I am using this python script to generate the partitions

import pandas as pd
import datetime
df = pd.read_csv('box.csv',parse_dates=True)
df['SETTLEMENTDATE'] = pd.to_datetime(df['SETTLEMENTDATE'])
df['Date'] = df['SETTLEMENTDATE'].dt.date
df.to_parquet('nem.parquet',partition_cols=['Date'],allow_truncated_timestamps=True)

and here is the results, a folder of parquet files grouped by Date

which I can read using the PowerBI Desktop

I just casually read a parquet file, without any Programing Language !!! ( Kudos for the Product team), this is only to test the parquet is properly generated.

3- Load The files to Azure Storage

This is only a show case, but in a production workflow, you maybe using something like ADF or Python Cloud Functions, anyway to upload a lot of files, I am using Azure storage explorer

now we can start using Synapse Analytics

4- Create a View In Synapse Serverless

we are going to leverage filepath()  function to get the partition date, please see the documentation , here is the Query to create a view

USE [test];
GO
DROP VIEW IF EXISTS parquet;
GO

CREATE VIEW parquet AS
SELECT
 *,convert(Datetime,result.filepath(1),120) as date
FROM
    OPENROWSET(
        BULK 'https://xxxxxxxxxx.dfs.core.windows.net/parquet/nem.parquet/Date=*/*.parquet',
        FORMAT='PARQUET'
    )  result

5- Test if the filter Partition Works

Let’s try some testing to see how much is scanned

no Filter, scan all the files, data processed 48 MB

now with filter , only Date 11/04/2018, Data processed 1 MB

6- Test in PowerBI

I build this small model, Date Table is import and Parquet is DirectQuery ( be cautious when using DirectQuery, PBI can be very chatty and generate a lot of SQL Queries, Currently, it is better to use only import mode, until cache support is added)

Case 1: View all Dates

Data Processed : 43 MB

Case 2: Filter Some Dates

let’s filter only 2 days

Note : please use Query reduction option in PowerBI desktop, otherwise, every time you move the slicer, a query will be generated

Here is the result

I was really excited when I saw the results: 1 MB Synapse Serverless was smart enough to scan only 2 files

7- Incremental Refresh

Instead of Direct Query, let’s try a more practical use case, I configured Incremental refresh to change dates only for the Last 3 days

and here is the List of Queries generated by PowerBI

I have only Data for 2018 and 2019, the second refresh (that Started at 3:45 PM) just refreshed the data for the Last three days and because there is no files for those dates the Query returned 0 MB, which is great.

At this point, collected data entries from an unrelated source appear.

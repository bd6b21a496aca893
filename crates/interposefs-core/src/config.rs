// Copyright 2025 Schelling Point Labs Inc
// SPDX-License-Identifier: AGPL-3.0-only

//! JSON configuration controlling which interception layers are stacked
//! and how they behave. Loaded once at startup from an explicit path or
//! the `CONFIG` environment variable; a missing file means every layer
//! is off and the mount is a plain passthrough.

use std::io;
use std::path::{Path, PathBuf};

use serde::Deserialize;

#[derive(Debug, thiserror::Error)]
pub enum ConfigError {
    #[error("could not read configuration file {path}: {source}")]
    Read {
        path: PathBuf,
        #[source]
        source: io::Error,
    },
    #[error("could not parse configuration file {path}: {source}")]
    Parse {
        path: PathBuf,
        #[source]
        source: serde_json::Error,
    },
}

/// Top-level layer selection. Unknown keys are ignored.
#[derive(Clone, Debug, Default, Deserialize)]
pub struct Config {
    #[serde(default)]
    pub traces: SectionToggle,
    #[serde(default)]
    pub metrics: SectionToggle,
    #[serde(default, rename = "faultyIO")]
    pub faulty_io: FaultyIoConfig,
    #[serde(default, rename = "throttleIO")]
    pub throttle_io: ThrottleIoConfig,
}

#[derive(Clone, Copy, Debug, Default, Deserialize)]
pub struct SectionToggle {
    #[serde(default)]
    pub enabled: bool,
}

/// `faultyIO` section. A fail rate of `n` means each die comes up once
/// in `n` checks; zero disables that class of faults entirely.
#[derive(Clone, Debug, Deserialize)]
pub struct FaultyIoConfig {
    #[serde(default)]
    pub enabled: bool,
    #[serde(default)]
    pub file_fail_rate: u32,
    #[serde(default)]
    pub directory_fail_rate: u32,
    /// Injected delay, in whole seconds.
    #[serde(default = "default_delay_time")]
    pub delay_time: u64,
    /// When set, the dice are seeded with `seed` for reproducible runs;
    /// otherwise the seed is time-derived at layer construction.
    #[serde(default)]
    pub use_seednum: bool,
    #[serde(default)]
    pub seed: u64,
    /// Fault log destination, resolved relative to the working directory
    /// when not absolute.
    #[serde(default = "default_log_path")]
    pub local_log_path: PathBuf,
}

fn default_delay_time() -> u64 {
    3
}

fn default_log_path() -> PathBuf {
    PathBuf::from("error_log.txt")
}

impl Default for FaultyIoConfig {
    fn default() -> Self {
        Self {
            enabled: false,
            file_fail_rate: 0,
            directory_fail_rate: 0,
            delay_time: default_delay_time(),
            use_seednum: false,
            seed: 0,
            local_log_path: default_log_path(),
        }
    }
}

/// `throttleIO` section. Bucket capacity equals the per-second rate, so
/// a full bucket holds one second of traffic.
#[derive(Clone, Copy, Debug, Deserialize)]
pub struct ThrottleIoConfig {
    #[serde(default)]
    pub enabled: bool,
    #[serde(default = "default_bps")]
    pub read_bps: u64,
    #[serde(default = "default_bps")]
    pub write_bps: u64,
}

fn default_bps() -> u64 {
    1 << 20
}

impl Default for ThrottleIoConfig {
    fn default() -> Self {
        Self {
            enabled: false,
            read_bps: default_bps(),
            write_bps: default_bps(),
        }
    }
}

impl Config {
    pub fn from_file(path: &Path) -> Result<Self, ConfigError> {
        let content = std::fs::read_to_string(path).map_err(|source| ConfigError::Read {
            path: path.to_path_buf(),
            source,
        })?;
        serde_json::from_str(&content).map_err(|source| ConfigError::Parse {
            path: path.to_path_buf(),
            source,
        })
    }

    /// Resolves the configuration from an explicit path, then the
    /// `CONFIG` environment variable, then built-in defaults.
    pub fn load(explicit: Option<&Path>) -> Result<Self, ConfigError> {
        if let Some(path) = explicit {
            return Self::from_file(path);
        }
        if let Ok(env_path) = std::env::var("CONFIG") {
            return Self::from_file(Path::new(&env_path));
        }
        Ok(Self::default())
    }
}

#[cfg(test)]
mod tests {
    use super::*;
    use std::io::Write;

    #[test]
    fn parses_the_full_key_set() {
        let json = r#"{
            "traces": { "enabled": true },
            "metrics": { "enabled": false },
            "faultyIO": {
                "enabled": true,
                "file_fail_rate": 10,
                "directory_fail_rate": 20,
                "delay_time": 5,
                "use_seednum": true,
                "seed": 42,
                "local_log_path": "/tmp/faults.txt"
            },
            "throttleIO": {
                "enabled": true,
                "read_bps": 4096,
                "write_bps": 8192
            }
        }"#;
        let config: Config = serde_json::from_str(json).unwrap();
        assert!(config.traces.enabled);
        assert!(!config.metrics.enabled);
        assert!(config.faulty_io.enabled);
        assert_eq!(config.faulty_io.file_fail_rate, 10);
        assert_eq!(config.faulty_io.directory_fail_rate, 20);
        assert_eq!(config.faulty_io.delay_time, 5);
        assert!(config.faulty_io.use_seednum);
        assert_eq!(config.faulty_io.seed, 42);
        assert_eq!(
            config.faulty_io.local_log_path,
            PathBuf::from("/tmp/faults.txt")
        );
        assert!(config.throttle_io.enabled);
        assert_eq!(config.throttle_io.read_bps, 4096);
        assert_eq!(config.throttle_io.write_bps, 8192);
    }

    #[test]
    fn missing_sections_fall_back_to_defaults() {
        let config: Config = serde_json::from_str("{}").unwrap();
        assert!(!config.traces.enabled);
        assert!(!config.faulty_io.enabled);
        assert_eq!(config.faulty_io.delay_time, 3);
        assert_eq!(config.faulty_io.file_fail_rate, 0);
        assert!(!config.throttle_io.enabled);
        assert_eq!(config.throttle_io.read_bps, 1 << 20);
    }

    #[test]
    fn unknown_keys_are_ignored() {
        let config: Config =
            serde_json::from_str(r#"{ "unrelated": { "x": 1 }, "traces": { "enabled": true } }"#)
                .unwrap();
        assert!(config.traces.enabled);
    }

    #[test]
    fn invalid_json_is_a_parse_error() {
        let mut file = tempfile::NamedTempFile::new().unwrap();
        file.write_all(b"{ not json").unwrap();
        file.flush().unwrap();
        let err = Config::from_file(file.path()).unwrap_err();
        assert!(matches!(err, ConfigError::Parse { .. }));
    }

    #[test]
    fn missing_file_is_a_read_error() {
        let err = Config::from_file(Path::new("/nonexistent/config.json")).unwrap_err();
        assert!(matches!(err, ConfigError::Read { .. }));
    }
}
// Copyright 2025 Schelling Point Labs Inc
// SPDX-License-Identifier: AGPL-3.0-only

//! Binary-level checks that do not require a kernel mount: help output
//! and the exit-code contract for usage and configuration errors.

#![allow(clippy::disallowed_methods)]

#[cfg(target_os = "linux")]
mod linux_tests {
    use std::path::PathBuf;
    use std::process::Command;

    fn binary_path() -> Option<PathBuf> {
        let crate_dir = PathBuf::from(env!("CARGO_MANIFEST_DIR"));
        let workspace_root = crate_dir.parent().and_then(|p| p.parent())?.to_path_buf();
        let bin = workspace_root.join("target").join("debug").join("interposefs-fuse-host");
        bin.exists().then_some(bin)
    }

    #[test]
    fn help_exits_zero_without_mounting() {
        let Some(bin) = binary_path() else {
            eprintln!("Skipping: binary not built");
            return;
        };
        let status = Command::new(&bin).arg("--help").status().expect("able to run binary");
        assert!(status.success(), "--help should succeed");
    }

    #[test]
    fn missing_mountpoint_is_a_usage_error() {
        let Some(bin) = binary_path() else {
            eprintln!("Skipping: binary not built");
            return;
        };
        let status = Command::new(&bin).status().expect("able to run binary");
        assert_eq!(status.code(), Some(1));
    }

    #[test]
    fn unknown_mount_option_exits_one() {
        let Some(bin) = binary_path() else {
            eprintln!("Skipping: binary not built");
            return;
        };
        let mountpoint = tempfile::tempdir().unwrap();
        let status = Command::new(&bin)
            .arg(mountpoint.path())
            .args(["-o", "bogus_option"])
            .status()
            .expect("able to run binary");
        assert_eq!(status.code(), Some(1));
    }

    #[test]
    fn missing_source_exits_one() {
        let Some(bin) = binary_path() else {
            eprintln!("Skipping: binary not built");
            return;
        };
        let mountpoint = tempfile::tempdir().unwrap();
        let status = Command::new(&bin)
            .arg(mountpoint.path())
            .args(["-o", "source=/definitely/not/here"])
            .status()
            .expect("able to run binary");
        assert_eq!(status.code(), Some(1));
    }

    #[test]
    fn invalid_config_file_exits_one() {
        let Some(bin) = binary_path() else {
            eprintln!("Skipping: binary not built");
            return;
        };
        let dir = tempfile::tempdir().unwrap();
        let config = dir.path().join("config.json");
        std::fs::write(&config, "{ not json").unwrap();
        let mountpoint = tempfile::tempdir().unwrap();
        let status = Command::new(&bin)
            .arg(mountpoint.path())
            .args(["-o", &format!("source={}", dir.path().display())])
            .arg("--config")
            .arg(&config)
            .status()
            .expect("able to run binary");
        assert_eq!(status.code(), Some(1));
    }
}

Another Nice functionality is select top 100 which is generated by PowerQuery to check field type scanned only 1 MB !!!!

Just to be sure, I have done another refresh at 4 :24 PM and checked the Partitions using SSMS

Only the last three partions were refreshed and PQ sent only 6 Queries ( 1 select data for 1 day and the other check field type)

I think Azure storage + Synapse analytics Serverless + PowerBI Incremental Refresh may end up as a very powerful Pattern.